Carlos Romero Aranda, titular de la Procuraduría Fiscal de la Federación, indicó que es importante que los contribuyentes tengan una percepción de riesgo frente al fisco y sepan las consecuencias que pueden tener realizar actos ilícitos, como lo es la defraudación fiscal.

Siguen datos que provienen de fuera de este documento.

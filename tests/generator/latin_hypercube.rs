use seg_ensemble::generator::{LatinHypercubeGenerator, ParameterGenerator};
use seg_ensemble::{ParameterRange, ParameterSet, Registry};

use crate::common;

#[test]
fn test_every_log_stratum_is_hit_once() {
    let range = common::range();
    let n = 10;
    let sets = LatinHypercubeGenerator::with_seed(21).generate(&range, n).unwrap();
    assert_eq!(sets.len(), n);

    let (lo, hi) = (range.beta.min.ln(), range.beta.max.ln());
    let mut hits = vec![0; n];
    for set in &sets {
        let position = (set.beta.ln() - lo) / (hi - lo) * n as f64;
        #[allow(clippy::cast_possible_truncation, clippy::cast_sign_loss)]
        let stratum = (position.floor() as usize).min(n - 1);
        hits[stratum] += 1;
    }
    assert!(hits.iter().all(|&h| h == 1), "strata hits {hits:?}");
}

#[test]
fn test_log_scaled_values_stay_strictly_inside() {
    let range = common::range();
    let sets = LatinHypercubeGenerator::with_seed(5).generate(&range, 200).unwrap();
    for set in &sets {
        assert!(set.beta > range.beta.min && set.beta < range.beta.max);
        assert!(set.gamma > range.gamma.min && set.gamma < range.gamma.max);
        assert!(set.svm_c > range.svm_c.min && set.svm_c < range.svm_c.max);
    }
}

#[test]
fn test_iteration_counts_cover_the_range() {
    let text = common::RANGE_TEXT.replace("MaxIterations\t50:200", "MaxIterations\t10:14");
    let range = ParameterRange::parse(&text, &Registry::standard()).unwrap();
    let sets = LatinHypercubeGenerator::with_seed(2).generate(&range, 5).unwrap();

    let mut seen: Vec<u32> = sets.iter().map(|s| s.max_iterations).collect();
    seen.sort_unstable();
    assert_eq!(seen, vec![10, 11, 12, 13, 14]);
}

#[test]
fn test_weights_sum_to_one_and_ids_are_consecutive() {
    let text = common::RANGE_TEXT.replace(
        "Weight\t1:1\nReducedDim\t1:1\nDist\tl2\n",
        "Weight\t0.2:0.7\nReducedDim\t1:1\nDist\tl2\n\
         Weight\t0.3:0.8\nReducedDim\t1:1\nDist\tl1,sq\n",
    );
    let range = ParameterRange::parse(&text, &Registry::standard()).unwrap();
    let sets = LatinHypercubeGenerator::with_seed(9).generate(&range, 40).unwrap();

    for (i, set) in sets.iter().enumerate() {
        assert_eq!(set.id, i as u64);
        assert!((set.weight_sum() - 1.0).abs() < 1e-9);
        assert!(set.channels[0].weight >= 0.2 && set.channels[0].weight <= 0.7);
        let line = set.to_descriptor(&range).unwrap();
        assert_eq!(&ParameterSet::from_descriptor(&line, &range).unwrap(), set);
    }
}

“No es sólo tener gente en la cárcel, queremos tener un equilibrio entre la parte persecutoria y la recaudatoria. Para eso debemos tener la parte inhibitoria. Cuando estamos atacando, cuando hay autoridades fuertes, donde se le volvió a respetar al fisco en su carácter de autoridad fiscal, eso hace que la gente cumpla más. Con todo respeto, que se le tenga miedo al fisco, que sepan que sí hay consecuencias”, aseveró en su participación en las Primeras Jornadas Jurídicas de la Procuraduría Fiscal de la Federación y la Coordinación del Programa de Posgrado en Derecho de la UNAM.

El funcionario indicó que, en otros países de Europa y Estados Unidos, empresas trasnacionales cumplen cabalmente con sus obligaciones fiscales, mientras que en México expresaron en el pasado su preocupación ante la aprobación de reformas como la llamada reforma fiscal penal (contra factureras) y la de outsourcing.

“Nosotros pedimos única y exclusivamente que se cumpla con las obligaciones fiscales como lo hacen en Estados Unidos, en Europa. ¿Por qué en Estados Unidos no actúan como aquí? Porque allá sí le tienen miedo al fisco, allá saben que sí te agarra el IRS (International Revenue Service) hay cárcel, aquí tenemos que ser iguales, y actuar igual. Los empresarios deben de pensar que sí hay consecuencias y que tienen que cumplir con sus obligaciones fiscales. Y por un tema hasta personal: el dormir tranquilos tiene un precio, y el cumplir con sus obligaciones fiscales permite dormir tranquilo”, añadió.

De acuerdo con los Estudios y Encuestas de Opinión Pública 2020 del Servicio de Administración Tributaria (SAT), la percepción de riesgo por parte del contribuyente a ser sujeto de una sanción por el fisco disminuyó en comparación con el 2019.

En el cuarto trimestre del 2019, 86% de los contribuyentes consideraron muy probable o algo probable ser sujeto a una sanción, mientras que para el cierre del 2020, el porcentaje disminuyó a 80 por ciento.

Queremos que cumplan con sus obligaciones

Si bien el funcionario aseveró que sí se busca perseguir a quienes venden facturas falsas e, incluso, llevarlos a la cárcel, en el caso de las empresas y contribuyentes que usan estos servicios se puede llegar a algún tipo de acuerdo reparatorio.

“A los factureros (que emiten las facturas falsas) sí los queremos en la cárcel, hasta 16 años y medio si los llegamos a capturar, pero para los empresarios, para los contribuyentes que tienen una empresa, que tienen operaciones, ventas, clientes, que tienen todo un proceso y que omitan el pago de contribuciones a ellos no los queremos en la cárcel, queremos que cumplan con sus obligaciones fiscales”, explicó.

Ejemplificó con algunos casos que se dieron a conocer el año pasado, en donde grandes contribuyentes llegaron a un acuerdo con el SAT para pagar sus adeudos fiscales e, incluso, reconocieron públicamente el acuerdo y exhortaron a otros contribuyentes a cumplir con sus obligaciones.

El año pasado se dio a conocer que diversas empresas, conocidas como grandes contribuyentes, llegaron a acuerdos con el SAT para pagar adeudos fiscales de ejercicios pasados. Entre estos estaban IBM, América Móvil, BBVA y Femsa.

Romero Aranda recordó que, al llegar la administración de Andrés Manuel López Obrador se encontró que del 2014 al 2018 se evadieron 500,000 millones de pesos anuales por concepto de facturas falsas.

Se regularizaron 200,000 trabajadores

Respecto al tema del outsourcing, Romero Aranda explicó que se trata de otro tema que tiene que ver con facturación falsa y que afecta al erario público, por lo cual subrayó la importancia de combatirlo a través de la reforma que el Senado aprobó este martes. 

En este sentido, indicó que tras las órdenes de aprehensión presentadas contra un grupo criminal de outsourcing varias empresas trasnacionales de supermercados software y armadoras de vehículos, con una plantilla de 200,000 empleados contratados a través de outsourcing, regresaron a sus trabajadores a sus nóminas originales.

“Todas las empresas transnacionales, que tenían a estos trabajadores operando vía outsourcing, los regresaron a sus nóminas originales. Supermercados, armadores de vehículos, software, cuando menos los 200,000 trabajadores ya están de regreso en las empresas”.